Creepily, I think Edward's agonizing self-restraint is what's supposed to make him so dreamy. The movie sure plays all the scenes of him going "want... mustn't... ngghh... want... but I won't!" as money shots--the film climaxes with him denying yet another blood-drinking temptation--and I have a feeling that this is where teenage girls are meant to swoon. "Oooh, he's so repressed! There's a man who'd never allow himself to enjoy the things he desires! So romantic!"
I guess, in some bizarre way, the idea is to make abstinence--metaphorical and literal--sexy. To make a sex symbol out of a guy who won't fuck you. "I wish my boyfriend tormentedly refused to touch me!"
My only hope is that whatever Stephanie Meyer intended, the teenage fans' real motivation is "I'd totally crack that nut."
Also, Edward is just a plain ol' creep. He's supposed to be about 108 years old, but apparently he hasn't done anything with the last 107 of them. He's still attending high school classes, for Chrissakes, and he seems to have all the life experience and emotional maturity you'd expect of a 15-year-old. He falls in love with Bella about a week after meeting her and is teenagerishly obsessive and dramatic about it. You'd think a 108-year-old would've been around the block a bit more than that.

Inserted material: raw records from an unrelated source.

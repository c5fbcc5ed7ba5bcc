use std::{collections::BTreeMap, path::Path};

use anyhow::{ensure, Context, Result};
use polars::{frame::DataFrame, prelude::Column};
use tracing::warn;

use crate::{
    apportion::{RatioSpec, TableSchema},
    io::csv::{float_column, read_csv, text_column, write_csv},
    map::{Level, UnitCode},
};

/// Divide, treating a missing or zero denominator as missing.
#[inline]
pub(crate) fn safe_div(num: Option<f64>, den: Option<f64>) -> Option<f64> {
    match (num, den) {
        (Some(n), Some(d)) if d != 0.0 => Some(n / d),
        _ => None,
    }
}

/// Sum of the present values, or missing if none are present.
pub(crate) fn sum_present(values: impl IntoIterator<Item = Option<f64>>) -> Option<f64> {
    values.into_iter().flatten().fold(None, |acc, v| Some(acc.unwrap_or(0.0) + v))
}

/// One municipality's metrics. Values are aligned with the schema's columns.
#[derive(Debug, Clone, PartialEq)]
pub struct Row {
    pub name: Option<String>,
    pub counts: Vec<Option<f64>>,
    pub ratios: Vec<Option<f64>>,
    pub passthrough: Vec<Option<f64>>,
}

/// Per-municipality metric table keyed by code, kept in code order.
#[derive(Debug, Clone, PartialEq)]
pub struct CountTable {
    schema: TableSchema,
    rows: BTreeMap<UnitCode, Row>,
}

impl CountTable {
    pub fn new(schema: TableSchema) -> Result<Self> {
        schema.validate()?;
        Ok(Self { schema, rows: BTreeMap::new() })
    }

    #[inline] pub fn schema(&self) -> &TableSchema { &self.schema }

    #[inline] pub fn len(&self) -> usize { self.rows.len() }

    #[inline] pub fn is_empty(&self) -> bool { self.rows.is_empty() }

    #[inline] pub fn contains(&self, code: &UnitCode) -> bool { self.rows.contains_key(code) }

    #[inline] pub fn row(&self, code: &UnitCode) -> Option<&Row> { self.rows.get(code) }

    /// Codes in ascending order.
    pub fn codes(&self) -> impl Iterator<Item = &UnitCode> { self.rows.keys() }

    /// Compute every ratio column from a row's counts.
    fn derive_ratios(&self, counts: &[Option<f64>]) -> Vec<Option<f64>> {
        self.schema.ratios.iter()
            .map(|RatioSpec { numerator, denominator, .. }| {
                let count = |name: &str| self.schema.count_index(name).and_then(|i| counts[i]);
                safe_div(sum_present(numerator.iter().map(|n| count(n.as_str()))), count(denominator.as_str()))
            })
            .collect()
    }

    /// Insert a row from its counts, deriving the ratio columns. Pass-through
    /// columns are left missing. Replaces any existing row.
    pub fn insert(&mut self, code: UnitCode, name: Option<&str>, counts: Vec<Option<f64>>) -> Result<Option<Row>> {
        ensure!(
            counts.len() == self.schema.counts.len(),
            "[apportion::table] row {code} has {} counts, schema has {}", counts.len(), self.schema.counts.len()
        );
        let ratios = self.derive_ratios(&counts);
        let passthrough = vec![None; self.schema.passthrough.len()];
        Ok(self.rows.insert(code, Row { name: name.map(str::to_string), counts, ratios, passthrough }))
    }

    pub fn remove(&mut self, code: &UnitCode) -> Option<Row> {
        self.rows.remove(code)
    }

    pub fn retain(&mut self, mut keep: impl FnMut(&UnitCode) -> bool) {
        self.rows.retain(|code, _| keep(code));
    }

    /// Value of a count or ratio column for one code.
    pub fn value(&self, code: &UnitCode, column: &str) -> Option<f64> {
        let row = self.rows.get(code)?;
        match (self.schema.count_index(column), self.schema.ratio_index(column)) {
            (Some(i), _) => row.counts[i],
            (None, Some(i)) => row.ratios[i],
            (None, None) => self.schema.passthrough_index(column).and_then(|i| row.passthrough[i]),
        }
    }

    /// Sum of a count column over `codes`, ignoring missing values.
    pub fn total<'a>(&self, column: usize, codes: impl IntoIterator<Item = &'a UnitCode>) -> f64 {
        codes.into_iter()
            .filter_map(|code| self.rows.get(code).and_then(|row| row.counts[column]))
            .sum()
    }

    /// Build a table from a DataFrame laid out per `schema`, extended with the
    /// frame's undeclared columns (see [`TableSchema::resolve`]).
    ///
    /// Ratio columns present in the frame are kept as given; absent ones are
    /// derived. Duplicate codes keep their first row.
    pub fn from_dataframe(df: &DataFrame, schema: TableSchema) -> Result<Self> {
        let mut table = Self::new(schema.resolve(df)?)?;
        let schema = &table.schema;

        let codes = text_column(df, &schema.code_column)?;
        let names = schema.name_column.as_deref()
            .filter(|name| df.column(name).is_ok())
            .map(|name| text_column(df, name))
            .transpose()?;
        let counts = schema.counts.iter()
            .map(|name| float_column(df, name))
            .collect::<Result<Vec<_>>>()?;
        let ratios = schema.ratios.iter()
            .map(|ratio| df.column(&ratio.name).is_ok().then(|| float_column(df, &ratio.name)).transpose())
            .collect::<Result<Vec<_>>>()?;
        let passthrough = schema.passthrough.iter()
            .map(|name| df.column(name).is_ok().then(|| float_column(df, name)).transpose())
            .collect::<Result<Vec<_>>>()?;

        let mut duplicates = 0usize;
        for (i, raw) in codes.iter().enumerate() {
            let raw = raw.as_deref()
                .with_context(|| format!("[apportion::table] row {i} has no {}", table.schema.code_column))?;
            let code = UnitCode::normalize(Level::Municipality, raw)?;
            if table.rows.contains_key(&code) { duplicates += 1; continue }

            let row_counts = counts.iter().map(|column| column[i]).collect::<Vec<_>>();
            let derived = table.derive_ratios(&row_counts);
            let row_ratios = ratios.iter().zip(derived)
                .map(|(given, derived)| match given {
                    Some(column) => column[i],
                    None => derived,
                })
                .collect();
            let row_passthrough = passthrough.iter()
                .map(|given| given.as_ref().and_then(|column| column[i]))
                .collect();
            let name = names.as_ref().and_then(|names| names[i].clone());
            table.rows.insert(code, Row { name, counts: row_counts, ratios: row_ratios, passthrough: row_passthrough });
        }

        if duplicates > 0 {
            warn!(duplicates, "dropped duplicate codes from table, keeping first occurrence");
        }
        Ok(table)
    }

    /// Convert to a DataFrame with the schema's column layout, in code order.
    pub fn to_dataframe(&self) -> Result<DataFrame> {
        let mut columns = vec![Column::new(
            self.schema.code_column.as_str().into(),
            self.rows.keys().map(UnitCode::as_str).collect::<Vec<_>>(),
        )];
        if let Some(name) = &self.schema.name_column {
            columns.push(Column::new(
                name.as_str().into(),
                self.rows.values().map(|row| row.name.as_deref()).collect::<Vec<_>>(),
            ));
        }
        for (i, name) in self.schema.counts.iter().enumerate() {
            columns.push(Column::new(
                name.as_str().into(),
                self.rows.values().map(|row| row.counts[i]).collect::<Vec<_>>(),
            ));
        }
        for (i, ratio) in self.schema.ratios.iter().enumerate() {
            columns.push(Column::new(
                ratio.name.as_str().into(),
                self.rows.values().map(|row| row.ratios[i]).collect::<Vec<_>>(),
            ));
        }
        for (i, name) in self.schema.passthrough.iter().enumerate() {
            columns.push(Column::new(
                name.as_str().into(),
                self.rows.values().map(|row| row.passthrough[i]).collect::<Vec<_>>(),
            ));
        }
        Ok(DataFrame::new(columns)?)
    }

    /// Read a table from CSV, keeping codes as text.
    pub fn read_csv(path: &Path, schema: TableSchema) -> Result<Self> {
        let df = read_csv(path, &[schema.code_column.as_str()])?;
        Self::from_dataframe(&df, schema)
            .with_context(|| format!("[apportion::table] Invalid table: {}", path.display()))
    }

    /// Write the table to CSV.
    pub fn write_csv(&self, path: &Path) -> Result<()> {
        write_csv(&mut self.to_dataframe()?, path)
    }
}

#[cfg(test)]
mod tests {
    use super::*;
    use polars::df;

    fn schema() -> TableSchema {
        TableSchema {
            counts: vec!["pop_total".into(), "n_hh_total".into()],
            ratios: vec![RatioSpec::new("avg_hh_size", &["pop_total"], "n_hh_total")],
            ..TableSchema::default()
        }
    }

    fn code(raw: &str) -> UnitCode {
        UnitCode::normalize(Level::Municipality, raw).unwrap()
    }

    #[test]
    fn safe_div_treats_zero_as_missing() {
        assert_eq!(safe_div(Some(1.0), Some(0.0)), None);
        assert_eq!(safe_div(None, Some(2.0)), None);
        assert_eq!(safe_div(Some(1.0), Some(4.0)), Some(0.25));
    }

    #[test]
    fn sum_present_skips_missing() {
        assert_eq!(sum_present([Some(1.0), None, Some(2.0)]), Some(3.0));
        assert_eq!(sum_present([None, None]), None);
    }

    #[test]
    fn insert_derives_ratios() {
        let mut table = CountTable::new(schema()).unwrap();
        table.insert(code("13101"), Some("千代田区"), vec![Some(60.0), Some(30.0)]).unwrap();
        assert_eq!(table.value(&code("13101"), "avg_hh_size"), Some(2.0));
        assert!(table.insert(code("13102"), None, vec![Some(1.0)]).is_err());
    }

    #[test]
    fn from_dataframe_normalizes_codes() {
        let df = df![
            "muni_code" => ["1100", "13101", "13101"],
            "muni_name" => ["札幌市", "千代田区", "dup"],
            "pop_total" => [Some(100.0), Some(60.0), Some(1.0)],
            "n_hh_total" => [Some(50.0), None, Some(1.0)],
        ].unwrap();
        let table = CountTable::from_dataframe(&df, schema()).unwrap();
        assert_eq!(table.len(), 2);
        assert_eq!(table.codes().map(UnitCode::as_str).collect::<Vec<_>>(), vec!["01100", "13101"]);
        assert_eq!(table.value(&code("01100"), "avg_hh_size"), Some(2.0));
        assert_eq!(table.value(&code("13101"), "avg_hh_size"), None);
        assert_eq!(table.row(&code("13101")).unwrap().name.as_deref(), Some("千代田区"));
    }

    #[test]
    fn undeclared_columns_are_carried_through() {
        let dir = tempfile::tempdir().unwrap();
        let path = dir.path().join("census.csv");
        std::fs::write(&path, "\
muni_code,muni_name,pop_total,n_hh_total,pop_65,pct_elderly_65
13101,千代田区,60,30,12,0.2
13102,中央区,40,20,,0.25
").unwrap();

        let table = CountTable::read_csv(&path, schema()).unwrap();
        assert_eq!(table.schema().counts, vec!["pop_total", "n_hh_total", "pop_65"]);
        assert_eq!(table.schema().passthrough, vec!["pct_elderly_65"]);
        assert_eq!(table.value(&code("13101"), "pop_65"), Some(12.0));
        assert_eq!(table.value(&code("13102"), "pop_65"), None);
        assert_eq!(table.value(&code("13102"), "pct_elderly_65"), Some(0.25));

        let out = dir.path().join("out.csv");
        table.write_csv(&out).unwrap();
        let header = std::fs::read_to_string(&out).unwrap().lines().next().unwrap().to_string();
        assert_eq!(header, "muni_code,muni_name,pop_total,n_hh_total,pop_65,avg_hh_size,pct_elderly_65");
    }

    #[test]
    fn csv_keeps_leading_zeros() {
        let dir = tempfile::tempdir().unwrap();
        let path = dir.path().join("census.csv");
        let mut table = CountTable::new(schema()).unwrap();
        table.insert(code("01101"), Some("中央区"), vec![Some(10.0), Some(5.0)]).unwrap();
        table.write_csv(&path).unwrap();

        let back = CountTable::read_csv(&path, schema()).unwrap();
        assert_eq!(back.codes().next().unwrap().as_str(), "01101");
        assert_eq!(back.value(&code("01101"), "pop_total"), Some(10.0));
        assert_eq!(back.value(&code("01101"), "avg_hh_size"), Some(2.0));
    }
}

At one point quite early in their relationship, Bella wakes up and Edward is in her bedroom watching her sleep. Um, creeeepy. (Also, how'd he get in without an invitation? DAMMIT STEPHANIE MEYER WHAT KIND OF CRAPPY VAMPIRES ARE THESE ANYWAY.) Several times he follows her around for no damn reason, and several times he more or less kidnaps her. I don't require all my fictional characters to be moral paragons, but nonetheless I'm disturbed by the idea that Edward is being held up as the ideal teenage boyfriend.
Girls, girls! The awkward, broody older guy who follows you around and starts saying "I can't live without you" stuff in the first week is not dreamy! He is a Level III Offender. Don't get in the van.
P.S.: An unnamed accomplice who is a Pacific Northwest Native would like to add that he is not "descended from wolves," does not have a wolf or any other "totem spirit," that American Indian mythology does not consist of "anything you want to make up as long as it sounds naturey," and that American Indians are not, in fact, adorable woodland creatures that exist for your amusement.